Data for this task:
::::::::
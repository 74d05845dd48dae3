// Copyright (c) 2025 Dimitris Kafetzis
//
// Licensed under the MIT License.
// See LICENSE file in the project root for full license information.
//
// SPDX-License-Identifier: MIT

//! Handing a [`RunPlan`] to the backend.
//!
//! On the CPU every work unit becomes one blocking job; at most
//! `num_threads` jobs run at once. Within a unit the kernel calls run in
//! task order. After the first failing unit no further unit starts, and
//! the error is returned only once every started unit has finished. On the GPU the kernel calls are issued in plan order on the
//! calling thread; each kernel enqueues its work on the stream in its
//! context and returns without waiting for completion.

use crate::{DispatchMetrics, EngineError, KernelCall, RunPlan, WorkUnit};
use std::sync::atomic::{AtomicBool, Ordering};
use std::sync::Arc;
use std::time::{Duration, Instant};
use tile_planner::Backend;
use tokio::sync::Semaphore;

pub(crate) async fn dispatch_cpu(
    plan: RunPlan,
    num_threads: usize,
) -> Result<DispatchMetrics, EngineError> {
    let start = Instant::now();
    let elements = plan.cover.covered_elements();
    let mut metrics = DispatchMetrics::new(Backend::Cpu);
    let permits = Arc::new(Semaphore::new(num_threads.max(1)));
    let failed = Arc::new(AtomicBool::new(false));

    let mut first_error = None;
    let mut handles = Vec::with_capacity(plan.units.len());
    for (index, unit) in plan.units.into_iter().enumerate() {
        let permit = match Arc::clone(&permits).acquire_owned().await {
            Ok(permit) => permit,
            Err(e) => {
                first_error = Some(EngineError::Dispatch(format!("worker pool closed: {e}")));
                break;
            }
        };
        if failed.load(Ordering::SeqCst) {
            break;
        }
        let failed = Arc::clone(&failed);
        let handle = tokio::task::spawn_blocking(move || {
            let _permit = permit;
            if failed.load(Ordering::SeqCst) {
                return Ok(None);
            }
            match run_unit(&unit) {
                Ok(stats) => Ok(Some(stats)),
                Err(e) => {
                    failed.store(true, Ordering::SeqCst);
                    Err(e)
                }
            }
        });
        handles.push((index, handle));
    }

    // Every spawned unit is joined before returning, so no kernel is still
    // writing to the outputs once the caller sees the result.
    for (index, handle) in handles {
        let outcome = handle.await.map_err(|e| {
            EngineError::Dispatch(format!("work unit {index} panicked or was cancelled: {e}"))
        });
        match outcome.and_then(|result| result) {
            Ok(Some((tiles, calls, duration))) => {
                metrics.record_unit(index, tiles, calls, duration);
            }
            Ok(None) => {}
            Err(e) => {
                failed.store(true, Ordering::SeqCst);
                if first_error.is_none() {
                    tracing::warn!("work unit {index} failed: {e}");
                    first_error = Some(e);
                }
            }
        }
    }
    if let Some(e) = first_error {
        return Err(e);
    }

    metrics.finalise(start.elapsed(), elements);
    Ok(metrics)
}

pub(crate) fn dispatch_gpu(plan: RunPlan) -> Result<DispatchMetrics, EngineError> {
    let start = Instant::now();
    let elements = plan.cover.covered_elements();
    let mut metrics = DispatchMetrics::new(Backend::Gpu);

    for (index, unit) in plan.units.iter().enumerate() {
        let (tiles, calls, duration) = run_unit(unit)?;
        metrics.record_unit(index, tiles, calls, duration);
    }

    metrics.finalise(start.elapsed(), elements);
    Ok(metrics)
}

/// Runs every kernel call of `unit` in order.
fn run_unit(unit: &WorkUnit) -> Result<(usize, usize, Duration), EngineError> {
    let start = Instant::now();
    for call in &unit.calls {
        execute(call)?;
    }
    Ok((unit.range.len(), unit.calls.len(), start.elapsed()))
}

fn execute(call: &KernelCall) -> Result<(), EngineError> {
    call.kernel
        .execute(&call.ctx, &call.tiles)
        .map_err(|source| EngineError::Kernel {
            op: call.ctx.key.op.to_string(),
            source,
        })
}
::::::::
What is required: Whenever a line in the listing above includes the word "Ordering", return that line.

Completed exercise:
use std::sync::atomic::{AtomicBool, Ordering};
        if failed.load(Ordering::SeqCst) {
            if failed.load(Ordering::SeqCst) {
                    failed.store(true, Ordering::SeqCst);
                failed.store(true, Ordering::SeqCst);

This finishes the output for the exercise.